Y por tales motivos hacemos en nuestra ciudad provisión de lo necesario para disfrutar de fiestas durante meses. La palabra fiesta retumba en medio de los macabros sucesos del este de Europa, que es nuestro continente de referencia, aunque, como acaba de recordar Torres, “estamos al lado de África”, no se nos olvide, y el iftar de Mohamed con Sánchez se nos ha colado de rondón en la intrépida actualidad, que no nos da un respiro. La barbarie de Bucha, los cadáveres maniatados (he visto los ojos de Von der Leyen y Borrell recorriendo el lugar del holocausto) y el ataque del viernes a la estación de tren de Kramatorsk desnudan el horror del siglo XXI (que sigue los pasos del siglo XX) bajo el foco de la historia. Pero existe la dualidad de simularnos cómodos en lo desapacible. Y así estamos viendo que Santa Cruz se alista para ir a la fiesta, aunque haya en otra parte una guerra que nos conmueve y concierne a todas horas.
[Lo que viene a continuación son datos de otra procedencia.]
use crate::core::filters::matches_query;
use crate::models::{BreedQuery, BreedRecord, EnergyLevel, GroomingNeeds, Role, Size, Trainability};
use serde::{Deserialize, Deserializer};
use std::collections::HashSet;
use std::path::Path;
use thiserror::Error;

/// Highest legal shelter availability score
pub const MAX_SHELTER_SCORE: u8 = 10;

/// Errors that can occur when loading or validating a breed catalog
#[derive(Debug, Error)]
pub enum CatalogError {
    #[error("IO error: {0}")]
    IoError(#[from] std::io::Error),

    #[error("Invalid catalog JSON: {0}")]
    JsonError(#[from] serde_json::Error),

    #[error("Duplicate breed id: {0}")]
    DuplicateId(i64),

    #[error("Duplicate breed name: {0}")]
    DuplicateName(String),

    #[error("Shelter score {score} out of range for {name} (expected 0-10)")]
    ShelterScoreOutOfRange { name: String, score: u8 },
}

/// One breed as it appears in the seed file
///
/// Seed files use snake_case keys, `breed` for the name, and `1`/`0` or
/// booleans for the yes/no attributes.
#[derive(Debug, Clone, Deserialize)]
struct SeedBreed {
    #[serde(default)]
    id: Option<i64>,
    breed: String,
    size: Size,
    energy_level: EnergyLevel,
    #[serde(deserialize_with = "flag")]
    good_with_kids: bool,
    #[serde(deserialize_with = "flag")]
    good_with_pets: bool,
    trainability: Trainability,
    grooming_needs: GroomingNeeds,
    companion_or_guardian: Role,
    #[serde(deserialize_with = "flag")]
    senior_friendly: bool,
    #[serde(deserialize_with = "flag")]
    special_needs_possible: bool,
    #[serde(default)]
    description: String,
    #[serde(default)]
    image_filename: Option<String>,
    #[serde(default)]
    shelter_availability_score: Option<u8>,
}

impl SeedBreed {
    fn into_record(self, fallback_id: i64) -> BreedRecord {
        BreedRecord {
            id: self.id.unwrap_or(fallback_id),
            name: self.breed,
            size: self.size,
            energy_level: self.energy_level,
            trainability: self.trainability,
            grooming_needs: self.grooming_needs,
            good_with_kids: self.good_with_kids,
            good_with_pets: self.good_with_pets,
            senior_friendly: self.senior_friendly,
            special_needs_possible: self.special_needs_possible,
            role: self.companion_or_guardian,
            shelter_availability_score: self.shelter_availability_score,
            description: self.description,
            image_filename: self.image_filename,
        }
    }
}

/// Accept `true`/`false` as well as `1`/`0`
fn flag<'de, D: Deserializer<'de>>(deserializer: D) -> Result<bool, D::Error> {
    #[derive(Deserialize)]
    #[serde(untagged)]
    enum Flag {
        Bool(bool),
        Int(i64),
    }

    Ok(match Flag::deserialize(deserializer)? {
        Flag::Bool(b) => b,
        Flag::Int(i) => i != 0,
    })
}

fn validate(breeds: &[BreedRecord]) -> Result<(), CatalogError> {
    let mut ids = HashSet::with_capacity(breeds.len());
    let mut names = HashSet::with_capacity(breeds.len());

    for breed in breeds {
        if !ids.insert(breed.id) {
            return Err(CatalogError::DuplicateId(breed.id));
        }
        if !names.insert(breed.name.as_str()) {
            return Err(CatalogError::DuplicateName(breed.name.clone()));
        }
        if let Some(score) = breed.shelter_availability_score {
            if score > MAX_SHELTER_SCORE {
                return Err(CatalogError::ShelterScoreOutOfRange {
                    name: breed.name.clone(),
                    score,
                });
            }
        }
    }

    Ok(())
}

/// Read-only snapshot of the breed catalog
///
/// Breeds are kept sorted by name. Matching borrows from the snapshot and
/// never mutates it.
#[derive(Debug, Clone, Default)]
pub struct Catalog {
    breeds: Vec<BreedRecord>,
}

impl Catalog {
    /// Build a catalog, rejecting duplicate ids/names and bad shelter scores
    pub fn from_records(mut breeds: Vec<BreedRecord>) -> Result<Self, CatalogError> {
        validate(&breeds)?;
        breeds.sort_by(|a, b| a.name.cmp(&b.name));
        Ok(Self { breeds })
    }

    /// Parse a seed file's JSON array
    ///
    /// Records without an `id` are numbered from 1 in file order.
    pub fn from_seed_json(json: &str) -> Result<Self, CatalogError> {
        let seeds: Vec<SeedBreed> = serde_json::from_str(json)?;
        let records = seeds
            .into_iter()
            .zip(1..)
            .map(|(seed, fallback_id)| seed.into_record(fallback_id))
            .collect();

        let catalog = Self::from_records(records)?;
        tracing::info!("Parsed {} breeds from seed data", catalog.len());
        Ok(catalog)
    }

    pub fn from_seed_file<P: AsRef<Path>>(path: P) -> Result<Self, CatalogError> {
        let json = std::fs::read_to_string(path.as_ref())?;
        Self::from_seed_json(&json)
    }

    pub fn breeds(&self) -> &[BreedRecord] {
        &self.breeds
    }

    pub fn get(&self, id: i64) -> Option<&BreedRecord> {
        self.breeds.iter().find(|b| b.id == id)
    }

    pub fn len(&self) -> usize {
        self.breeds.len()
    }

    pub fn is_empty(&self) -> bool {
        self.breeds.is_empty()
    }

    /// Breeds matching a search query
    ///
    /// Ordered by shelter availability (then name) when adoptability is
    /// prioritized, by name otherwise.
    pub fn search(&self, query: &BreedQuery) -> Vec<&BreedRecord> {
        let mut found: Vec<&BreedRecord> = self
            .breeds
            .iter()
            .filter(|breed| matches_query(breed, query))
            .collect();

        if query.prioritize_adoptable {
            found.sort_by(|a, b| {
                b.shelter_score()
                    .cmp(&a.shelter_score())
                    .then_with(|| a.name.cmp(&b.name))
            });
        }

        found
    }
}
A tal punto que el alcalde de Santa Cruz secundará la propuesta que hicimos desde esta columna de dedicar una calle al país de Zelenski, el país de los santos inocentes y de los mártires sagrados. Ucrania, donde todos somos víctimas del trueno y la impiedad del Kremlin, la nueva sede del infierno.
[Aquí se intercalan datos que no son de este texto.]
use actix_web::{web, HttpResponse, Responder};
use crate::models::MaintenanceResponse;
use crate::routes::matches::{error_response, AppState};
use crate::services::{Catalog, PostgresError};

/// Configure catalog maintenance routes
pub fn configure(cfg: &mut web::ServiceConfig) {
    cfg
        .route("/admin/reset-favorites", web::post().to(reset_favorites))
        .route("/admin/clear", web::post().to(clear_catalog))
        .route("/admin/reseed", web::post().to(reseed_catalog));
}

fn maintenance_response(operation: &str, result: Result<u64, PostgresError>) -> HttpResponse {
    match result {
        Ok(affected) => HttpResponse::Ok().json(MaintenanceResponse {
            operation: operation.to_string(),
            affected,
        }),
        Err(e) => {
            tracing::error!("Maintenance operation {} failed: {}", operation, e);
            error_response(500, "Maintenance operation failed", e.to_string())
        }
    }
}

/// POST /api/v1/admin/reset-favorites
async fn reset_favorites(state: web::Data<AppState>) -> impl Responder {
    maintenance_response("reset-favorites", state.postgres.reset_favorites().await)
}

/// POST /api/v1/admin/clear
async fn clear_catalog(state: web::Data<AppState>) -> impl Responder {
    let result = state.postgres.clear_catalog().await;
    state.catalog.invalidate().await;

    maintenance_response("clear", result)
}

/// POST /api/v1/admin/reseed
///
/// Replaces the breeds table with the configured seed file. The snapshot is
/// dropped even on failure since the count check runs after commit.
async fn reseed_catalog(state: web::Data<AppState>) -> impl Responder {
    let seed = match Catalog::from_seed_file(&*state.seed_path) {
        Ok(seed) => seed,
        Err(e) => {
            tracing::error!("Could not read seed file {}: {}", state.seed_path, e);
            return error_response(500, "Failed to read seed file", e.to_string());
        }
    };

    let result = state.postgres.force_reseed(&seed).await;
    state.catalog.invalidate().await;

    maintenance_response("reseed", result)
}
De acuerdo, nos quitaremos la mascarilla en abril y nos pondremos la careta en junio, en el Carnaval de trincheras. Putin, el otro virus, cejará el 9 de mayo o extenderá su sombra bicorne durante semanas, meses o años, como teme el secretario general de la OTAN, Jens Stoltenberg.
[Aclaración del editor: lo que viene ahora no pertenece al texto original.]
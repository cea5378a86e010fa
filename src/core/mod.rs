// Core algorithm exports
pub mod filters;
pub mod matcher;
pub mod ranking;
pub mod scoring;
pub mod shelter;
pub mod tiers;

pub use filters::{filter_by_size, matches_query};
pub use matcher::{assemble, Matcher, MatchOutcome, ScoreDistribution};
pub use ranking::{compare, rank};
pub use scoring::{calculate_breed_score, BreedScore, MatchTier};
pub use shelter::{blend, filter_shelter_eligible, shelter_boost};
pub use tiers::{tier_distance, Tiered};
“Acuérdate de abril -cantaba Amaury Pérez-, recuerda/la limpia palidez de sus mañanas./No sea que el invierno vuelva/y el frío te desgarre el alma”. Ignoramos los rumbos de este mes. ¡Qué nos deparará la Semana Santa, ya libre de restricciones! ¡Qué de cierto hay en que el turismo sortea el caos bélico de Ucrania! ¡Cuánto nos dolerá esta inflación! ¡Y a qué atribuimos que Canarias vaya económicamente bien pese a la tormenta perfecta que afecta a todo el planeta! Islas de un continente en guerra, tenemos la mente en blanco. Qué está pasando ahí fuera y de puertas adentro. Porque estamos de fiesta bajo el luto de Europa, como personajes de Benigni en La vida es bella. Los primeros carnavales sin máscara y sin distancia interpersonal anuncian un tiempo nuevo en que podemos abrazarnos, besarnos y darnos la mano sin chocarnos el codo o los nudillos. Hacemos las paces con la pandemia, que continúa su curso sigiloso. Pero es cierto todo y nada. La guerra es la única pandemia oficialmente reconocida. Putin no se ha quitado la careta. Ni siquiera sabemos si es él o un doble, cómo es su búnker, qué tribunal le espera el día después … Pronto, cuando cesen las armas, en el silencio de los corderos, Hannibal Lecter comenzará su leyenda. Ese Carnaval todavía no ha empezado.